(Extracted records begins)

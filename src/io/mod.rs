
use std::fs::File;
use std::io::{BufWriter, Write};
use std::path::{Path, PathBuf};

use byteorder::{LittleEndian, ReadBytesExt, WriteBytesExt};
use rustfft::num_complex::Complex;

use crate::{DigSigProcErr, Sample};

pub struct FileSourceLEi16Complex {
	f: File,
	idx: u64,
}

pub fn file_source_i16_complex(filename:&str) -> Result<FileSourceLEi16Complex, DigSigProcErr> {
	let f = File::open(filename).map_err(|_| DigSigProcErr::Other("Unable to open source file"))?;
	Ok(FileSourceLEi16Complex{ f, idx: 0 })
}

impl Iterator for FileSourceLEi16Complex {
	type Item = Sample;

	fn next(&mut self) -> Option<Sample> {
		match (self.f.read_i16::<LittleEndian>(), self.f.read_i16::<LittleEndian>()) {
			(Ok(re_i16), Ok(im_i16)) => {
				let idx = self.idx;
				self.idx += 1;
				Some(Sample{ val: Complex{ re: re_i16 as f32, im: im_i16 as f32 }, idx })
			},
			(_, _) => None,
		}
	}
}

pub struct FileSourceLEf32Complex {
	f: File,
	idx: u64,
}

pub fn file_source_f32_complex(filename:&str) -> Result<FileSourceLEf32Complex, DigSigProcErr> {
	let f = File::open(filename).map_err(|_| DigSigProcErr::Other("Unable to open source file"))?;
	Ok(FileSourceLEf32Complex{ f, idx: 0 })
}

impl Iterator for FileSourceLEf32Complex {
	type Item = Sample;

	fn next(&mut self) -> Option<Sample> {
		match (self.f.read_f32::<LittleEndian>(), self.f.read_f32::<LittleEndian>()) {
			(Ok(re), Ok(im)) => {
				let idx = self.idx;
				self.idx += 1;
				Some(Sample{ val: Complex{ re, im }, idx })
			},
			(_, _) => None,
		}
	}
}

/// One multiplexed tracking dump record; written little-endian, floats unless
/// noted, followed by the raw samples of the PRN period.
pub struct TrackingDumpRecord {
	pub abs_early: f32,
	pub abs_prompt: f32,
	pub abs_late: f32,
	pub prompt_i: f32,
	pub prompt_q: f32,
	pub sample_counter: u64,
	pub acc_carrier_phase_rad: f32,
	pub carrier_doppler_hz: f32,
	pub code_freq_chips: f32,
	pub carr_error_hz: f32,
	pub carr_error_filt_hz: f32,
	pub code_error_chips: f32,
	pub code_error_filt_chips: f32,
	pub cn0_db_hz: f32,
	pub carrier_lock_test: f32,
	pub rem_code_phase_samples: f32,
	pub next_prn_start_samples: f64,
}

pub struct TrackingDumpWriter {
	w: BufWriter<File>,
}

impl TrackingDumpWriter {

	pub fn create<P: AsRef<Path>>(path:P) -> Result<Self, DigSigProcErr> {
		let f = File::create(path).map_err(|_| DigSigProcErr::Other("Unable to create tracking dump file"))?;
		Ok(Self{ w: BufWriter::new(f) })
	}

	pub fn write_record(&mut self, rec:&TrackingDumpRecord, samples:&[Complex<f32>]) -> Result<(), DigSigProcErr> {
		let io_err = |_| DigSigProcErr::Other("Tracking dump write failed");
		self.w.write_f32::<LittleEndian>(rec.abs_early).map_err(io_err)?;
		self.w.write_f32::<LittleEndian>(rec.abs_prompt).map_err(io_err)?;
		self.w.write_f32::<LittleEndian>(rec.abs_late).map_err(io_err)?;
		self.w.write_f32::<LittleEndian>(rec.prompt_i).map_err(io_err)?;
		self.w.write_f32::<LittleEndian>(rec.prompt_q).map_err(io_err)?;
		self.w.write_u64::<LittleEndian>(rec.sample_counter).map_err(io_err)?;
		self.w.write_f32::<LittleEndian>(rec.acc_carrier_phase_rad).map_err(io_err)?;
		self.w.write_f32::<LittleEndian>(rec.carrier_doppler_hz).map_err(io_err)?;
		self.w.write_f32::<LittleEndian>(rec.code_freq_chips).map_err(io_err)?;
		self.w.write_f32::<LittleEndian>(rec.carr_error_hz).map_err(io_err)?;
		self.w.write_f32::<LittleEndian>(rec.carr_error_filt_hz).map_err(io_err)?;
		self.w.write_f32::<LittleEndian>(rec.code_error_chips).map_err(io_err)?;
		self.w.write_f32::<LittleEndian>(rec.code_error_filt_chips).map_err(io_err)?;
		self.w.write_f32::<LittleEndian>(rec.cn0_db_hz).map_err(io_err)?;
		self.w.write_f32::<LittleEndian>(rec.carrier_lock_test).map_err(io_err)?;
		self.w.write_f32::<LittleEndian>(rec.rem_code_phase_samples).map_err(io_err)?;
		self.w.write_f64::<LittleEndian>(rec.next_prn_start_samples).map_err(io_err)?;
		for sample in samples {
			self.w.write_f32::<LittleEndian>(sample.re).map_err(io_err)?;
			self.w.write_f32::<LittleEndian>(sample.im).map_err(io_err)?;
		}
		self.w.flush().map_err(io_err)
	}

}

/// Writes one Doppler bin of the acquisition search grid (the raw |IFFT|^2
/// magnitudes) to its own file.
pub fn dump_acquisition_grid(dir:&Path, system:char, signal:&str, prn:usize, doppler_hz:f64, magnitude:&[f32]) -> Result<PathBuf, DigSigProcErr> {
	let filename:PathBuf = dir.join(format!("test_statistics_{}_{}_sat_{}_doppler_{}.dat", system, signal, prn, doppler_hz as i64));
	let f = File::create(&filename).map_err(|_| DigSigProcErr::Other("Unable to create acquisition dump file"))?;
	let mut w = BufWriter::new(f);
	for m in magnitude {
		w.write_f32::<LittleEndian>(*m).map_err(|_| DigSigProcErr::Other("Acquisition dump write failed"))?;
	}
	w.flush().map_err(|_| DigSigProcErr::Other("Acquisition dump write failed"))?;
	Ok(filename)
}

(Extracted records ends)

■ The task: Using the listing, count the lines holding the word "TrackingDumpWriter" and write down that number alone.

■ Solved exercise: 2